American stonework restorer

Jonathan Appell is a monument and gravestone restoration professional. He is also the CEO of Atlas Preservation and leads the educational 48 State Tour.

== Biography ==

Jonathan Appell working on The Knight's Tombstone.

Appell began as a gravestone installer in the 1980s and moved into preservation after several years. He has worked on restoration and held educational classes on restoration at hundreds of cemeteries across the United States, often as part of his cemetery restoration education effort, the 48 State Tour.

According to the website, the tour is a yearly event in which cemetery restoration events are held in each of the 48 continental states. The concept was to initially achieve this in 48 days but factors such as Covid-19 and scheduling issues have kept him from being able to achieve this until 2024.

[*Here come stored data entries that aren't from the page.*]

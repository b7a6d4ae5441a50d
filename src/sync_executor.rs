//! Sync Executor
//!
//! Worker pool that claims queued sync jobs, runs every registered connector
//! for the job's user, stores the new activity and then runs the suggestion
//! engine. Connector failures are recorded on the job and never abort the run.

use std::collections::BTreeMap;
use std::sync::Arc;
use std::time::Duration;

use anyhow::{Context, Result};
use chrono::Utc;
use metrics::{counter, gauge, histogram};
use tokio::sync::Semaphore;
use tokio::time::{sleep, timeout};
use tokio_util::sync::CancellationToken;
use tracing::{Instrument, debug, error, info, info_span, instrument, warn};
use uuid::Uuid;

use crate::config::SchedulerConfig;
use crate::connectors::{ConnectorError, Registry};
use crate::models::SyncJobStatus;
use crate::models::sync_job::Model as SyncJobModel;
use crate::repositories::{ActivityRepository, JobCompletion, ProviderFailure, SyncJobRepository};
use crate::suggestions::SuggestionEngine;
use crate::telemetry::metric_names::{
    ACTIVITIES_INGESTED, SYNC_JOB_DURATION, SYNC_JOBS_COMPLETED, SYNC_JOBS_IN_FLIGHT,
    SYNC_PROVIDER_FAILURES,
};

/// Configuration for the sync executor
#[derive(Debug, Clone)]
pub struct ExecutorConfig {
    /// Seconds between queue polls
    pub poll_seconds: u64,
    /// Maximum number of concurrent jobs
    pub concurrency: usize,
    /// Wall-clock budget per job
    pub job_timeout_seconds: u64,
    /// How far back connectors look for activity
    pub lookback_days: i64,
}

impl Default for ExecutorConfig {
    fn default() -> Self {
        Self {
            poll_seconds: 5,
            concurrency: 4,
            job_timeout_seconds: 600,
            lookback_days: 7,
        }
    }
}

impl From<&SchedulerConfig> for ExecutorConfig {
    fn from(config: &SchedulerConfig) -> Self {
        Self {
            poll_seconds: config.worker_poll_seconds,
            concurrency: config.worker_concurrency,
            job_timeout_seconds: config.job_timeout_seconds,
            lookback_days: config.lookback_days,
        }
    }
}

#[derive(Clone)]
pub struct SyncExecutor {
    registry: Arc<Registry>,
    activities: ActivityRepository,
    engine: SuggestionEngine,
    jobs: SyncJobRepository,
    config: ExecutorConfig,
}

impl SyncExecutor {
    pub fn new(
        registry: Arc<Registry>,
        activities: ActivityRepository,
        engine: SuggestionEngine,
        jobs: SyncJobRepository,
        config: ExecutorConfig,
    ) -> Self {
        Self {
            registry,
            activities,
            engine,
            jobs,
            config,
        }
    }

    pub fn config(&self) -> &ExecutorConfig {
        &self.config
    }

    /// Poll the queue until shutdown, running up to `concurrency` jobs at once.
    ///
    /// Jobs left `running` by a previous process are abandoned on startup.
    /// In-flight jobs are awaited before returning.
    #[instrument(skip_all)]
    pub async fn run(self, shutdown: CancellationToken) {
        info!(config = ?self.config, "Starting sync executor");

        let stale_cutoff =
            Utc::now() - chrono::Duration::seconds(self.config.job_timeout_seconds as i64);
        match self.jobs.abandon_stale(stale_cutoff).await {
            Ok(0) => {}
            Ok(swept) => warn!(swept, "Abandoned sync jobs left running by a previous process"),
            Err(err) => error!(error = ?err, "Failed to sweep stale sync jobs"),
        }

        let concurrency = self.config.concurrency.max(1);
        let semaphore = Arc::new(Semaphore::new(concurrency));
        let poll = Duration::from_secs(self.config.poll_seconds.max(1));

        loop {
            self.claim_available(&semaphore).await;

            tokio::select! {
                _ = shutdown.cancelled() => {
                    info!("Sync executor shutdown requested");
                    break;
                }
                _ = sleep(poll) => {}
            }
        }

        let _ = semaphore.acquire_many(concurrency as u32).await;
        info!("Sync executor stopped");
    }

    /// Claims jobs while permits remain, spawning each onto its own task
    async fn claim_available(&self, semaphore: &Arc<Semaphore>) {
        while let Ok(permit) = semaphore.clone().try_acquire_owned() {
            match self.jobs.claim_next(Utc::now()).await {
                Ok(Some(job)) => {
                    let executor = self.clone();
                    tokio::spawn(async move {
                        let _permit = permit;
                        if let Err(err) = executor.run_job(job).await {
                            error!(error = ?err, "Sync job bookkeeping failed");
                        }
                    });
                }
                Ok(None) => break,
                Err(err) => {
                    error!(error = ?err, "Failed to claim sync job");
                    break;
                }
            }
        }
    }

    /// Enqueues and runs a manual job for `user_id` on the current task
    pub async fn run_inline(&self, user_id: Uuid) -> Result<SyncJobModel> {
        let queued = self
            .jobs
            .enqueue(user_id, crate::models::SyncTrigger::Manual, Utc::now())
            .await?;
        let job = self
            .jobs
            .start(queued.id, Utc::now())
            .await?
            .with_context(|| format!("sync job {} was claimed by another worker", queued.id))?;
        self.run_job(job).await
    }

    /// Runs a claimed job within its wall-clock budget and records the outcome
    #[instrument(skip(self, job), fields(job_id = %job.id, user_id = %job.user_id))]
    pub async fn run_job(&self, job: SyncJobModel) -> Result<SyncJobModel> {
        let started = std::time::Instant::now();
        let budget = Duration::from_secs(self.config.job_timeout_seconds);
        gauge!(SYNC_JOBS_IN_FLIGHT).increment(1.0);

        let outcome = timeout(budget, self.execute(job.user_id)).await;
        gauge!(SYNC_JOBS_IN_FLIGHT).decrement(1.0);
        histogram!(SYNC_JOB_DURATION).record(started.elapsed().as_secs_f64());

        let status = match outcome {
            Ok(Ok(completion)) => {
                self.jobs.finish(job.id, &completion).await?;
                info!(
                    status = completion.status.as_str(),
                    failed_providers = ?completion.failed_providers,
                    activities = completion.activities_ingested,
                    suggestions = completion.suggestions_created,
                    "Sync job finished"
                );
                completion.status
            }
            Ok(Err(err)) => {
                error!(error = ?err, "Sync job failed");
                self.jobs.mark_abandoned(job.id, &format!("{err:#}")).await?;
                SyncJobStatus::Abandoned
            }
            Err(_) => {
                warn!(budget_seconds = budget.as_secs(), "Sync job exceeded its time budget");
                self.jobs
                    .mark_abandoned(
                        job.id,
                        &format!("exceeded wall-clock budget of {}s", budget.as_secs()),
                    )
                    .await?;
                SyncJobStatus::Abandoned
            }
        };

        counter!(SYNC_JOBS_COMPLETED, "status" => status.as_str()).increment(1);

        self.jobs
            .find(job.id)
            .await?
            .with_context(|| format!("sync job {} disappeared", job.id))
    }

    /// One sync pass for a user: every connector, then the suggestion engine.
    ///
    /// `NotConnected` providers are skipped without counting as failures and
    /// listed separately on the job.
    pub async fn execute(&self, user_id: Uuid) -> Result<JobCompletion> {
        let since = Utc::now() - chrono::Duration::days(self.config.lookback_days);
        let mut failed_providers = Vec::new();
        let mut skipped_providers = Vec::new();
        let mut errors = BTreeMap::new();
        let mut activities_ingested = 0;

        for connector in self.registry.connectors() {
            let provider = connector.provider();
            let span = info_span!("connector_fetch", provider = provider.slug());

            let fetched = connector
                .fetch_recent(user_id, since)
                .instrument(span.clone())
                .await;

            let failure = match fetched {
                Ok(events) => match self.activities.upsert_all(&events).await {
                    Ok(written) => {
                        activities_ingested += written;
                        counter!(ACTIVITIES_INGESTED, "provider" => provider.slug())
                            .increment(written);
                        span.in_scope(|| {
                            debug!(fetched = events.len(), written, "Stored provider activity")
                        });
                        None
                    }
                    Err(err) => Some(ProviderFailure {
                        kind: "database".to_string(),
                        message: err.to_string(),
                    }),
                },
                Err(ConnectorError::NotConnected { .. }) => {
                    span.in_scope(|| debug!("Provider not connected; skipping"));
                    skipped_providers.push(provider);
                    None
                }
                Err(err) => Some(ProviderFailure {
                    kind: err.kind().to_string(),
                    message: err.to_string(),
                }),
            };

            if let Some(failure) = failure {
                counter!(
                    SYNC_PROVIDER_FAILURES,
                    "provider" => provider.slug(),
                    "kind" => failure.kind.clone()
                )
                .increment(1);
                span.in_scope(|| {
                    warn!(kind = %failure.kind, error = %failure.message, "Connector failed")
                });
                failed_providers.push(provider);
                errors.insert(provider, failure);
            }
        }

        let report = self.engine.process_user(user_id).await?;

        let status = if failed_providers.is_empty() {
            SyncJobStatus::Succeeded
        } else {
            SyncJobStatus::PartiallyFailed
        };

        Ok(JobCompletion {
            status,
            failed_providers,
            errors,
            skipped_providers,
            activities_ingested,
            suggestions_created: report.created,
        })
    }
}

== Notable restorations ==
His work has included more notable restoration projects such as:

- Cemetery of the Evergreens - Restoration after hurricane Sandy.
- Frankfort Cemetery - Reconstruction of collapsed marble façade of the Trabue Family Vault, the first settlers in of the state of Kentucky
- Hartford Public Library
- Hill Cemetery
- Longwood Cemetery - repair 40 headstones that were vandalized.
- Mount Olivet Cemetery - Restoration of the Francis Scott Key monument.
- Oakdale Cemetery, Wilmington NC- Restoration of Graham Kenan Vault
- Old Lick Cemetery - restoration of a historic African American cemetery in Roanoke, VA.
- Palasido Cemetery
- Sleepy Hollow Cemetery -
- The Knight’s Tombstone - Appell led the cleaning and restoration efforts for the oldest surviving tombstone in the United States which is believed to belong to Sir George Yeardley. The tombstone is located in Historic Jamestown, Virginia.